***** Data

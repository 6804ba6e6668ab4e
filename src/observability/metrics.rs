//! Thread-safe metrics collection system
//!
//! Provides atomic counters and a mutex-protected latency window for
//! tracking publish requests and the MQTT session behind them.

use once_cell::sync::Lazy;
use serde::Serialize;
use std::sync::atomic::{AtomicBool, AtomicU64, Ordering};
use std::sync::Mutex;
use std::time::{Duration, SystemTime, UNIX_EPOCH};

/// Latency samples kept for percentile calculation
const MAX_LATENCY_SAMPLES: usize = 1000;

/// Global metrics collector instance
pub static METRICS: Lazy<MetricsCollector> = Lazy::new(MetricsCollector::new);

/// Get reference to global metrics collector
pub fn metrics() -> &'static MetricsCollector {
    &METRICS
}

/// Thread-safe metrics collector using atomics and mutexes
pub struct MetricsCollector {
    // Request metrics
    publish_requests: AtomicU64,
    requests_rejected: AtomicU64,
    requests_failed: AtomicU64,

    // MQTT metrics
    mqtt_connected: AtomicBool,
    connection_attempts: AtomicU64,
    connections_established: AtomicU64,
    connection_failures: AtomicU64,
    connections_lost: AtomicU64,
    reconnections: AtomicU64,
    messages_published: AtomicU64,
    publish_failures: AtomicU64,
    connection_start_time: AtomicU64,

    // Publish latency in milliseconds
    publish_times: Mutex<Vec<u64>>,

    uptime_start: AtomicU64,
}

impl MetricsCollector {
    pub fn new() -> Self {
        Self {
            publish_requests: AtomicU64::new(0),
            requests_rejected: AtomicU64::new(0),
            requests_failed: AtomicU64::new(0),
            mqtt_connected: AtomicBool::new(false),
            connection_attempts: AtomicU64::new(0),
            connections_established: AtomicU64::new(0),
            connection_failures: AtomicU64::new(0),
            connections_lost: AtomicU64::new(0),
            reconnections: AtomicU64::new(0),
            messages_published: AtomicU64::new(0),
            publish_failures: AtomicU64::new(0),
            connection_start_time: AtomicU64::new(0),
            publish_times: Mutex::new(Vec::new()),
            uptime_start: AtomicU64::new(current_timestamp()),
        }
    }

    // Request metrics
    pub fn publish_request_received(&self) {
        self.publish_requests.fetch_add(1, Ordering::Relaxed);
    }

    pub fn publish_request_rejected(&self) {
        self.requests_rejected.fetch_add(1, Ordering::Relaxed);
    }

    pub fn publish_request_failed(&self) {
        self.requests_failed.fetch_add(1, Ordering::Relaxed);
    }

    // MQTT metrics
    pub fn mqtt_connection_attempt(&self) {
        self.connection_attempts.fetch_add(1, Ordering::Relaxed);
    }

    pub fn mqtt_connection_established(&self) {
        self.connections_established.fetch_add(1, Ordering::Relaxed);
        self.mqtt_connected.store(true, Ordering::Relaxed);
        self.connection_start_time
            .store(current_timestamp(), Ordering::Relaxed);
    }

    pub fn mqtt_connection_failed(&self) {
        self.connection_failures.fetch_add(1, Ordering::Relaxed);
        self.mqtt_connected.store(false, Ordering::Relaxed);
        self.connection_start_time.store(0, Ordering::Relaxed);
    }

    pub fn mqtt_connection_lost(&self) {
        self.connections_lost.fetch_add(1, Ordering::Relaxed);
        self.mqtt_connected.store(false, Ordering::Relaxed);
        self.connection_start_time.store(0, Ordering::Relaxed);
    }

    /// Session restored by the transport without a new connect sequence
    pub fn mqtt_reconnected(&self) {
        self.reconnections.fetch_add(1, Ordering::Relaxed);
        self.mqtt_connected.store(true, Ordering::Relaxed);
        self.connection_start_time
            .store(current_timestamp(), Ordering::Relaxed);
    }

    pub fn mqtt_message_published(&self, duration: Duration) {
        self.messages_published.fetch_add(1, Ordering::Relaxed);
        self.record_publish_time(duration);
    }

    pub fn mqtt_publish_failed(&self) {
        self.publish_failures.fetch_add(1, Ordering::Relaxed);
    }

    fn record_publish_time(&self, duration: Duration) {
        if let Ok(mut times) = self.publish_times.lock() {
            times.push(duration.as_millis() as u64);

            if times.len() > MAX_LATENCY_SAMPLES {
                times.remove(0);
            }
        }
    }

    // Reset all metrics (useful for testing)
    pub fn reset(&self) {
        self.publish_requests.store(0, Ordering::Relaxed);
        self.requests_rejected.store(0, Ordering::Relaxed);
        self.requests_failed.store(0, Ordering::Relaxed);
        self.mqtt_connected.store(false, Ordering::Relaxed);
        self.connection_attempts.store(0, Ordering::Relaxed);
        self.connections_established.store(0, Ordering::Relaxed);
        self.connection_failures.store(0, Ordering::Relaxed);
        self.connections_lost.store(0, Ordering::Relaxed);
        self.reconnections.store(0, Ordering::Relaxed);
        self.messages_published.store(0, Ordering::Relaxed);
        self.publish_failures.store(0, Ordering::Relaxed);
        self.connection_start_time.store(0, Ordering::Relaxed);
        self.uptime_start
            .store(current_timestamp(), Ordering::Relaxed);
        if let Ok(mut times) = self.publish_times.lock() {
            times.clear();
        }
    }

    /// Calculate publish latency statistics (pure function)
    fn calculate_publish_time_statistics(&self) -> (f64, f64, f64, f64) {
        if let Ok(times) = self.publish_times.lock() {
            if times.is_empty() {
                (0.0, 0.0, 0.0, 0.0)
            } else {
                let mut sorted_times = times.clone();
                sorted_times.sort_unstable();

                let avg = sorted_times.iter().sum::<u64>() as f64 / sorted_times.len() as f64;
                let p50 = percentile(&sorted_times, 50.0);
                let p95 = percentile(&sorted_times, 95.0);
                let p99 = percentile(&sorted_times, 99.0);

                (avg, p50, p95, p99)
            }
        } else {
            (0.0, 0.0, 0.0, 0.0)
        }
    }

    /// Calculate connection duration (pure function)
    fn calculate_connection_duration(&self, now: u64) -> u64 {
        if !self.mqtt_connected.load(Ordering::Relaxed) {
            return 0;
        }
        let start_time = self.connection_start_time.load(Ordering::Relaxed);
        if start_time > 0 {
            now.saturating_sub(start_time)
        } else {
            0
        }
    }

    /// Get complete metrics snapshot
    pub fn get_metrics(&self) -> MetricsSnapshot {
        let now = current_timestamp();
        let (avg_publish_time_ms, p50, p95, p99) = self.calculate_publish_time_statistics();

        MetricsSnapshot {
            requests: RequestMetrics {
                publish_requests: self.publish_requests.load(Ordering::Relaxed),
                rejected: self.requests_rejected.load(Ordering::Relaxed),
                failed: self.requests_failed.load(Ordering::Relaxed),
                avg_publish_time_ms,
                publish_time_p50_ms: p50,
                publish_time_p95_ms: p95,
                publish_time_p99_ms: p99,
            },
            mqtt: MqttMetrics {
                connected: self.mqtt_connected.load(Ordering::Relaxed),
                connection_attempts: self.connection_attempts.load(Ordering::Relaxed),
                connections_established: self.connections_established.load(Ordering::Relaxed),
                connection_failures: self.connection_failures.load(Ordering::Relaxed),
                connections_lost: self.connections_lost.load(Ordering::Relaxed),
                reconnections: self.reconnections.load(Ordering::Relaxed),
                messages_published: self.messages_published.load(Ordering::Relaxed),
                publish_failures: self.publish_failures.load(Ordering::Relaxed),
                connection_duration_seconds: self.calculate_connection_duration(now),
            },
            uptime_seconds: now.saturating_sub(self.uptime_start.load(Ordering::Relaxed)),
            timestamp: now,
        }
    }
}

impl Default for MetricsCollector {
    fn default() -> Self {
        Self::new()
    }
}

// Public metrics structures
#[derive(Debug, Serialize)]
pub struct MetricsSnapshot {
    pub requests: RequestMetrics,
    pub mqtt: MqttMetrics,
    pub uptime_seconds: u64,
    pub timestamp: u64,
}

#[derive(Debug, Serialize)]
pub struct RequestMetrics {
    pub publish_requests: u64,
    pub rejected: u64,
    pub failed: u64,
    pub avg_publish_time_ms: f64,
    pub publish_time_p50_ms: f64,
    pub publish_time_p95_ms: f64,
    pub publish_time_p99_ms: f64,
}

#[derive(Debug, Serialize)]
pub struct MqttMetrics {
    pub connected: bool,
    pub connection_attempts: u64,
    pub connections_established: u64,
    pub connection_failures: u64,
    pub connections_lost: u64,
    pub reconnections: u64,
    pub messages_published: u64,
    pub publish_failures: u64,
    pub connection_duration_seconds: u64,
}

// Helper functions
fn current_timestamp() -> u64 {
    SystemTime::now()
        .duration_since(UNIX_EPOCH)
        .unwrap_or_default()
        .as_secs()
}

fn percentile(sorted_data: &[u64], percentile: f64) -> f64 {
    if sorted_data.is_empty() {
        return 0.0;
    }

    let len = sorted_data.len();
    let index = (percentile / 100.0) * (len - 1) as f64;

    if index.fract() == 0.0 {
        sorted_data[index as usize] as f64
    } else {
        let lower_index = index.floor() as usize;
        let upper_index = index.ceil() as usize;
        let lower_value = sorted_data[lower_index] as f64;
        let upper_value = sorted_data[upper_index] as f64;

        lower_value + (upper_value - lower_value) * index.fract()
    }
}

**********

• The task: Only output the lines from the one with "let index = (percentile" through the end of the entries above, exactly as they are.

• Expected answer:
    let index = (percentile / 100.0) * (len - 1) as f64;

    if index.fract() == 0.0 {
        sorted_data[index as usize] as f64
    } else {
        let lower_index = index.floor() as usize;
        let upper_index = index.ceil() as usize;
        let lower_value = sorted_data[lower_index] as f64;
        let upper_value = sorted_data[upper_index] as f64;

        lower_value + (upper_value - lower_value) * index.fract()
    }
}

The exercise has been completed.